◆ **Problem description**: Give the data again, word for word.

◆ **Stored data**:
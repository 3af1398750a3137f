//! Command-line surface.

use std::process::ExitCode;
use std::sync::Arc;
use std::time::Duration;

use anyhow::Context;
use clap::{CommandFactory, Parser};
use tracing::{error, info};

use crate::config::ChurnConfig;
use crate::core::{
    run, AppResult, ChurnResult, Connector, Discovery, LabelSelector, PolicyCompiler,
};
use crate::infra::InMemoryCluster;
use crate::runtime::shutdown_token;
use crate::util::telemetry::LogFormat;

/// Exit status for command-line usage errors (`EX_USAGE` from sysexits).
pub const EX_USAGE: u8 = 64;

/// Managed objects created per resource type for a dry run.
pub const DRY_RUN_OBJECTS_PER_TYPE: usize = 10;

/// Namespace holding dry-run objects.
pub const DRY_RUN_NAMESPACE: &str = "churn";

/// Churn a set of Kubernetes objects in a cluster.
#[derive(Debug, Clone, Parser)]
#[command(name = "churn", version)]
pub struct Cli {
    /// Policies of the form OPERATION[:RESOURCE|PARAM=VALUE[,RESOURCE|PARAM=VALUE]...]
    #[arg(value_name = "POLICY")]
    pub policies: Vec<String>,

    /// Run against an in-memory cluster seeded with managed objects instead of a live one.
    #[arg(long)]
    pub dry_run: bool,

    /// Stop after this long (e.g. `10m`); runs until interrupted when unset.
    #[arg(long, value_parser = humantime::parse_duration)]
    pub duration: Option<Duration>,

    /// Seed for candidate shuffling.
    #[arg(long)]
    pub seed: Option<u64>,

    /// Label selector restricting deletion candidates.
    #[arg(long)]
    pub selector: Option<String>,

    /// Log output format.
    #[arg(long, value_enum, default_value_t = LogFormat::Text)]
    pub log_format: LogFormat,
}

impl Cli {
    /// One-line usage text.
    pub fn usage() -> String {
        Self::command().render_usage().to_string()
    }

    /// Configuration from the environment with command-line overrides applied.
    pub fn config(&self) -> AppResult<ChurnConfig> {
        let config = self.apply(ChurnConfig::from_env().map_err(anyhow::Error::msg)?);
        config.validate().map_err(anyhow::Error::msg)?;
        Ok(config)
    }

    /// Apply command-line overrides on top of `config`.
    #[must_use]
    pub fn apply(&self, mut config: ChurnConfig) -> ChurnConfig {
        if let Some(seed) = self.seed {
            config.seed = Some(seed);
        }
        if let Some(selector) = &self.selector {
            config.label_selector.clone_from(selector);
        }
        config
    }
}

/// Run the command line to completion and map the outcome to an exit status.
///
/// Prints usage and returns [`EX_USAGE`] when no policy is given. Any error, whether
/// from compiling policies or from a failed task, is printed as `churn: <error>` and
/// returns failure.
pub async fn execute(cli: Cli) -> ExitCode {
    if cli.policies.is_empty() {
        eprintln!("{}", Cli::usage());
        return ExitCode::from(EX_USAGE);
    }

    match churn(&cli).await {
        Ok(()) => ExitCode::SUCCESS,
        Err(err) => {
            eprintln!("churn: {err:#}");
            ExitCode::FAILURE
        }
    }
}

async fn churn(cli: &Cli) -> AppResult<()> {
    let config = cli.config()?;
    let (discovery, connector) = backend(cli, &config).await?;
    churn_with(cli, config, discovery, connector).await
}

/// Compile every policy against the given collaborators and run until stopped.
///
/// Nothing runs unless every policy compiles.
pub async fn churn_with(
    cli: &Cli,
    config: ChurnConfig,
    discovery: Arc<dyn Discovery>,
    connector: Arc<dyn Connector>,
) -> AppResult<()> {
    let compiler = PolicyCompiler::new(config, discovery, connector)?;
    let tasks = compiler.compile_all(&cli.policies)?;
    info!(tasks = tasks.len(), "starting churn");

    let report = run(shutdown_token(cli.duration), tasks).await;
    for outcome in report.failures() {
        error!(task = %outcome.name, ticks = outcome.ticks, exit = ?outcome.exit, "task failed");
    }
    report.into_result().context("churn task failed")
}

/// In-memory cluster holding [`DRY_RUN_OBJECTS_PER_TYPE`] objects of every default type,
/// each labelled to match the configured selector.
pub fn dry_run_cluster(config: &ChurnConfig) -> ChurnResult<InMemoryCluster> {
    let selector: LabelSelector = config.label_selector.parse()?;
    let cluster = InMemoryCluster::with_default_types();
    cluster.populate(DRY_RUN_NAMESPACE, DRY_RUN_OBJECTS_PER_TYPE, &selector);
    Ok(cluster)
}

async fn backend(
    cli: &Cli,
    config: &ChurnConfig,
) -> AppResult<(Arc<dyn Discovery>, Arc<dyn Connector>)> {
    if cli.dry_run {
        let cluster = Arc::new(dry_run_cluster(config)?);
        let discovery: Arc<dyn Discovery> = cluster.clone();
        let connector: Arc<dyn Connector> = cluster;
        return Ok((discovery, connector));
    }
    connect().await
}

#[cfg(feature = "cluster")]
async fn connect() -> AppResult<(Arc<dyn Discovery>, Arc<dyn Connector>)> {
    let cluster = Arc::new(crate::infra::KubeCluster::connect().await?);
    let discovery: Arc<dyn Discovery> = cluster.clone();
    let connector: Arc<dyn Connector> = cluster;
    Ok((discovery, connector))
}

#[cfg(not(feature = "cluster"))]
async fn connect() -> AppResult<(Arc<dyn Discovery>, Arc<dyn Connector>)> {
    anyhow::bail!("built without the `cluster` feature; rerun with --dry-run")
}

◆ **Task solution**:
repository 3af1398750a3137f
//! Command-line surface.

use std::process::ExitCode;
use std::sync::Arc;
use std::time::Duration;

use anyhow::Context;
use clap::{CommandFactory, Parser};
use tracing::{error, info};

use crate::config::ChurnConfig;
use crate::core::{
    run, AppResult, ChurnResult, Connector, Discovery, LabelSelector, PolicyCompiler,
};
use crate::infra::InMemoryCluster;
use crate::runtime::shutdown_token;
use crate::util::telemetry::LogFormat;

/// Exit status for command-line usage errors (`EX_USAGE` from sysexits).
pub const EX_USAGE: u8 = 64;

/// Managed objects created per resource type for a dry run.
pub const DRY_RUN_OBJECTS_PER_TYPE: usize = 10;

/// Namespace holding dry-run objects.
pub const DRY_RUN_NAMESPACE: &str = "churn";

/// Churn a set of Kubernetes objects in a cluster.
#[derive(Debug, Clone, Parser)]
#[command(name = "churn", version)]
pub struct Cli {
    /// Policies of the form OPERATION[:RESOURCE|PARAM=VALUE[,RESOURCE|PARAM=VALUE]...]
    #[arg(value_name = "POLICY")]
    pub policies: Vec<String>,

    /// Run against an in-memory cluster seeded with managed objects instead of a live one.
    #[arg(long)]
    pub dry_run: bool,

    /// Stop after this long (e.g. `10m`); runs until interrupted when unset.
    #[arg(long, value_parser = humantime::parse_duration)]
    pub duration: Option<Duration>,

    /// Seed for candidate shuffling.
    #[arg(long)]
    pub seed: Option<u64>,

    /// Label selector restricting deletion candidates.
    #[arg(long)]
    pub selector: Option<String>,

    /// Log output format.
    #[arg(long, value_enum, default_value_t = LogFormat::Text)]
    pub log_format: LogFormat,
}

impl Cli {
    /// One-line usage text.
    pub fn usage() -> String {
        Self::command().render_usage().to_string()
    }

    /// Configuration from the environment with command-line overrides applied.
    pub fn config(&self) -> AppResult<ChurnConfig> {
        let config = self.apply(ChurnConfig::from_env().map_err(anyhow::Error::msg)?);
        config.validate().map_err(anyhow::Error::msg)?;
        Ok(config)
    }

    /// Apply command-line overrides on top of `config`.
    #[must_use]
    pub fn apply(&self, mut config: ChurnConfig) -> ChurnConfig {
        if let Some(seed) = self.seed {
            config.seed = Some(seed);
        }
        if let Some(selector) = &self.selector {
            config.label_selector.clone_from(selector);
        }
        config
    }
}

/// Run the command line to completion and map the outcome to an exit status.
///
/// Prints usage and returns [`EX_USAGE`] when no policy is given. Any error, whether
/// from compiling policies or from a failed task, is printed as `churn: <error>` and
/// returns failure.
pub async fn execute(cli: Cli) -> ExitCode {
    if cli.policies.is_empty() {
        eprintln!("{}", Cli::usage());
        return ExitCode::from(EX_USAGE);
    }

    match churn(&cli).await {
        Ok(()) => ExitCode::SUCCESS,
        Err(err) => {
            eprintln!("churn: {err:#}");
            ExitCode::FAILURE
        }
    }
}

async fn churn(cli: &Cli) -> AppResult<()> {
    let config = cli.config()?;
    let (discovery, connector) = backend(cli, &config).await?;
    churn_with(cli, config, discovery, connector).await
}

/// Compile every policy against the given collaborators and run until stopped.
///
/// Nothing runs unless every policy compiles.
pub async fn churn_with(
    cli: &Cli,
    config: ChurnConfig,
    discovery: Arc<dyn Discovery>,
    connector: Arc<dyn Connector>,
) -> AppResult<()> {
    let compiler = PolicyCompiler::new(config, discovery, connector)?;
    let tasks = compiler.compile_all(&cli.policies)?;
    info!(tasks = tasks.len(), "starting churn");

    let report = run(shutdown_token(cli.duration), tasks).await;
    for outcome in report.failures() {
        error!(task = %outcome.name, ticks = outcome.ticks, exit = ?outcome.exit, "task failed");
    }
    report.into_result().context("churn task failed")
}

/// In-memory cluster holding [`DRY_RUN_OBJECTS_PER_TYPE`] objects of every default type,
/// each labelled to match the configured selector.
pub fn dry_run_cluster(config: &ChurnConfig) -> ChurnResult<InMemoryCluster> {
    let selector: LabelSelector = config.label_selector.parse()?;
    let cluster = InMemoryCluster::with_default_types();
    cluster.populate(DRY_RUN_NAMESPACE, DRY_RUN_OBJECTS_PER_TYPE, &selector);
    Ok(cluster)
}

async fn backend(
    cli: &Cli,
    config: &ChurnConfig,
) -> AppResult<(Arc<dyn Discovery>, Arc<dyn Connector>)> {
    if cli.dry_run {
        let cluster = Arc::new(dry_run_cluster(config)?);
        let discovery: Arc<dyn Discovery> = cluster.clone();
        let connector: Arc<dyn Connector> = cluster;
        return Ok((discovery, connector));
    }
    connect().await
}

#[cfg(feature = "cluster")]
async fn connect() -> AppResult<(Arc<dyn Discovery>, Arc<dyn Connector>)> {
    let cluster = Arc::new(crate::infra::KubeCluster::connect().await?);
    let discovery: Arc<dyn Discovery> = cluster.clone();
    let connector: Arc<dyn Connector> = cluster;
    Ok((discovery, connector))
}

#[cfg(not(feature = "cluster"))]
async fn connect() -> AppResult<(Arc<dyn Discovery>, Arc<dyn Connector>)> {
    anyhow::bail!("built without the `cluster` feature; rerun with --dry-run")
}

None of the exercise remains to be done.